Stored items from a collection
//! config/app_config.rs
//! Configuración global del servicio, leída del entorno (.env incluido).

use std::env;
use std::path::PathBuf;
use std::str::FromStr;
use std::time::Duration;

use serde::{Deserialize, Serialize};

#[derive(Debug, Clone, Serialize, Deserialize)]
pub struct AppConfig {
    pub database_url: String,
    pub host: String,
    pub port: u16,
    pub workers: usize,
    pub sync: SyncSettings,
    pub defaults: DefaultEndpoints,
}

/// Parámetros del motor de sincronización y del cliente HTTP saliente.
#[derive(Debug, Clone, Serialize, Deserialize)]
pub struct SyncSettings {
    /// Intentos por llamada remota (1 = sin reintentos)
    pub max_attempts: u32,
    pub backoff_base_ms: u64,
    pub backoff_max_ms: u64,
    /// Tamaño de página al listar computadores del sistema de tickets
    pub page_size: usize,
    /// Si es true, un registro ya sincronizado se actualiza en vez de recrearse
    pub update_existing: bool,
    /// None = timeout por defecto del cliente HTTP
    pub http_timeout_secs: Option<u64>,
    pub field_map_path: Option<PathBuf>,
}

/// URLs para las configuraciones placeholder de un usuario nuevo.
#[derive(Debug, Clone, Serialize, Deserialize)]
pub struct DefaultEndpoints {
    pub crm_base_url: String,
    pub ticketing_base_url: String,
}

impl Default for SyncSettings {
    fn default() -> Self {
        SyncSettings {
            max_attempts: 1,
            backoff_base_ms: 500,
            backoff_max_ms: 10_000,
            page_size: 50,
            update_existing: false,
            http_timeout_secs: None,
            field_map_path: None,
        }
    }
}

impl Default for DefaultEndpoints {
    fn default() -> Self {
        DefaultEndpoints {
            crm_base_url: "https://crm.example.com/api".to_string(),
            ticketing_base_url: "https://ticketing.example.com/apirest.php".to_string(),
        }
    }
}

impl Default for AppConfig {
    fn default() -> Self {
        AppConfig {
            database_url: "sqlite:data/sync.db".to_string(),
            host: "0.0.0.0".to_string(),
            port: 5022,
            workers: 1,
            sync: SyncSettings::default(),
            defaults: DefaultEndpoints::default(),
        }
    }
}

fn env_or<T: FromStr>(key: &str, default: T) -> T {
    match env::var(key) {
        Ok(raw) => match raw.trim().parse() {
            Ok(v) => v,
            Err(_) => {
                log::warn!("Valor inválido para {}='{}', usando el default", key, raw);
                default
            }
        },
        Err(_) => default,
    }
}

impl AppConfig {
    /// Lee la configuración desde variables de entorno; lo que falte toma el default.
    pub fn from_env() -> Self {
        let base = AppConfig::default();
        let sync = SyncSettings {
            max_attempts: env_or("SYNC_MAX_ATTEMPTS", base.sync.max_attempts).max(1),
            backoff_base_ms: env_or("SYNC_BACKOFF_MS", base.sync.backoff_base_ms),
            backoff_max_ms: env_or("SYNC_MAX_BACKOFF_MS", base.sync.backoff_max_ms),
            page_size: env_or("SYNC_PAGE_SIZE", base.sync.page_size).max(1),
            update_existing: env_or("SYNC_UPDATE_EXISTING", base.sync.update_existing),
            http_timeout_secs: env::var("HTTP_TIMEOUT_SECS")
                .ok()
                .and_then(|v| v.trim().parse().ok()),
            field_map_path: env::var("SYNC_FIELD_MAP_FILE").ok().map(PathBuf::from),
        };

        AppConfig {
            database_url: env::var("DATABASE_URL").unwrap_or(base.database_url),
            host: env::var("HOST").unwrap_or(base.host),
            port: env_or("PORT", base.port),
            workers: env_or("WORKERS", base.workers).max(1),
            sync,
            defaults: DefaultEndpoints {
                crm_base_url: env::var("DEFAULT_CRM_URL").unwrap_or(base.defaults.crm_base_url),
                ticketing_base_url: env::var("DEFAULT_TICKETING_URL")
                    .unwrap_or(base.defaults.ticketing_base_url),
            },
        }
    }
}

impl SyncSettings {
    pub fn http_timeout(&self) -> Option<Duration> {
        self.http_timeout_secs.map(Duration::from_secs)
    }
}
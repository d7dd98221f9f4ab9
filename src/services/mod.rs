//! services/mod.rs
//! Módulo que agrupa distintos "servicios" o "capas de negocio" de la app.

pub mod configuration_service;
pub mod crm_client;
pub mod field_mapping;
pub mod probe_service;
pub mod remote;
pub mod retry;
pub mod run_guard;
pub mod sync_log_service;
pub mod sync_mapping_service;
pub mod sync_service;
pub mod ticketing_client;
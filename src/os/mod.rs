//! The operating system loader capability set: open, close, resolve a symbol, map a handle or an
//! address back to a file, and find the running program. Exactly one backend is compiled in.

cfg_if::cfg_if! {
    if #[cfg(windows)] {
        mod windows;
        pub(crate) use windows::*;
    } else if #[cfg(unix)] {
        mod unix;
        pub(crate) use unix::*;
    } else {
        compile_error!("unsupported platform: no dynamic loader backend");
    }
}

/// A native loader handle that is known to be non-null.
pub(crate) type Handle = core::ptr::NonNull<core::ffi::c_void>;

Your assignment. The entries shown above must be reproduced in full, exactly as written.

Completed exercise.
//! config/app_config.rs
//! Configuración global del servicio, leída del entorno (.env incluido).

use std::env;
use std::path::PathBuf;
use std::str::FromStr;
use std::time::Duration;

use serde::{Deserialize, Serialize};

#[derive(Debug, Clone, Serialize, Deserialize)]
pub struct AppConfig {
    pub database_url: String,
    pub host: String,
    pub port: u16,
    pub workers: usize,
    pub sync: SyncSettings,
    pub defaults: DefaultEndpoints,
}

/// Parámetros del motor de sincronización y del cliente HTTP saliente.
#[derive(Debug, Clone, Serialize, Deserialize)]
pub struct SyncSettings {
    /// Intentos por llamada remota (1 = sin reintentos)
    pub max_attempts: u32,
    pub backoff_base_ms: u64,
    pub backoff_max_ms: u64,
    /// Tamaño de página al listar computadores del sistema de tickets
    pub page_size: usize,
    /// Si es true, un registro ya sincronizado se actualiza en vez de recrearse
    pub update_existing: bool,
    /// None = timeout por defecto del cliente HTTP
    pub http_timeout_secs: Option<u64>,
    pub field_map_path: Option<PathBuf>,
}

/// URLs para las configuraciones placeholder de un usuario nuevo.
#[derive(Debug, Clone, Serialize, Deserialize)]
pub struct DefaultEndpoints {
    pub crm_base_url: String,
    pub ticketing_base_url: String,
}

impl Default for SyncSettings {
    fn default() -> Self {
        SyncSettings {
            max_attempts: 1,
            backoff_base_ms: 500,
            backoff_max_ms: 10_000,
            page_size: 50,
            update_existing: false,
            http_timeout_secs: None,
            field_map_path: None,
        }
    }
}

impl Default for DefaultEndpoints {
    fn default() -> Self {
        DefaultEndpoints {
            crm_base_url: "https://crm.example.com/api".to_string(),
            ticketing_base_url: "https://ticketing.example.com/apirest.php".to_string(),
        }
    }
}

impl Default for AppConfig {
    fn default() -> Self {
        AppConfig {
            database_url: "sqlite:data/sync.db".to_string(),
            host: "0.0.0.0".to_string(),
            port: 5022,
            workers: 1,
            sync: SyncSettings::default(),
            defaults: DefaultEndpoints::default(),
        }
    }
}

fn env_or<T: FromStr>(key: &str, default: T) -> T {
    match env::var(key) {
        Ok(raw) => match raw.trim().parse() {
            Ok(v) => v,
            Err(_) => {
                log::warn!("Valor inválido para {}='{}', usando el default", key, raw);
                default
            }
        },
        Err(_) => default,
    }
}

impl AppConfig {
    /// Lee la configuración desde variables de entorno; lo que falte toma el default.
    pub fn from_env() -> Self {
        let base = AppConfig::default();
        let sync = SyncSettings {
            max_attempts: env_or("SYNC_MAX_ATTEMPTS", base.sync.max_attempts).max(1),
            backoff_base_ms: env_or("SYNC_BACKOFF_MS", base.sync.backoff_base_ms),
            backoff_max_ms: env_or("SYNC_MAX_BACKOFF_MS", base.sync.backoff_max_ms),
            page_size: env_or("SYNC_PAGE_SIZE", base.sync.page_size).max(1),
            update_existing: env_or("SYNC_UPDATE_EXISTING", base.sync.update_existing),
            http_timeout_secs: env::var("HTTP_TIMEOUT_SECS")
                .ok()
                .and_then(|v| v.trim().parse().ok()),
            field_map_path: env::var("SYNC_FIELD_MAP_FILE").ok().map(PathBuf::from),
        };

        AppConfig {
            database_url: env::var("DATABASE_URL").unwrap_or(base.database_url),
            host: env::var("HOST").unwrap_or(base.host),
            port: env_or("PORT", base.port),
            workers: env_or("WORKERS", base.workers).max(1),
            sync,
            defaults: DefaultEndpoints {
                crm_base_url: env::var("DEFAULT_CRM_URL").unwrap_or(base.defaults.crm_base_url),
                ticketing_base_url: env::var("DEFAULT_TICKETING_URL")
                    .unwrap_or(base.defaults.ticketing_base_url),
            },
        }
    }
}

impl SyncSettings {
    pub fn http_timeout(&self) -> Option<Duration> {
        self.http_timeout_secs.map(Duration::from_secs)
    }
}
repository d7dd98221f9f4ab9
filename src/services/mod.rs
//! services/mod.rs
//! Módulo que agrupa distintos "servicios" o "capas de negocio" de la app.

pub mod configuration_service;
pub mod crm_client;
pub mod field_mapping;
pub mod probe_service;
pub mod remote;
pub mod retry;
pub mod run_guard;
pub mod sync_log_service;
pub mod sync_mapping_service;
pub mod sync_service;
pub mod ticketing_client;
filename src/os/mod.rs
//! The operating system loader capability set: open, close, resolve a symbol, map a handle or an
//! address back to a file, and find the running program. Exactly one backend is compiled in.

cfg_if::cfg_if! {
    if #[cfg(windows)] {
        mod windows;
        pub(crate) use windows::*;
    } else if #[cfg(unix)] {
        mod unix;
        pub(crate) use unix::*;
    } else {
        compile_error!("unsupported platform: no dynamic loader backend");
    }
}

/// A native loader handle that is known to be non-null.
pub(crate) type Handle = core::ptr::NonNull<core::ffi::c_void>;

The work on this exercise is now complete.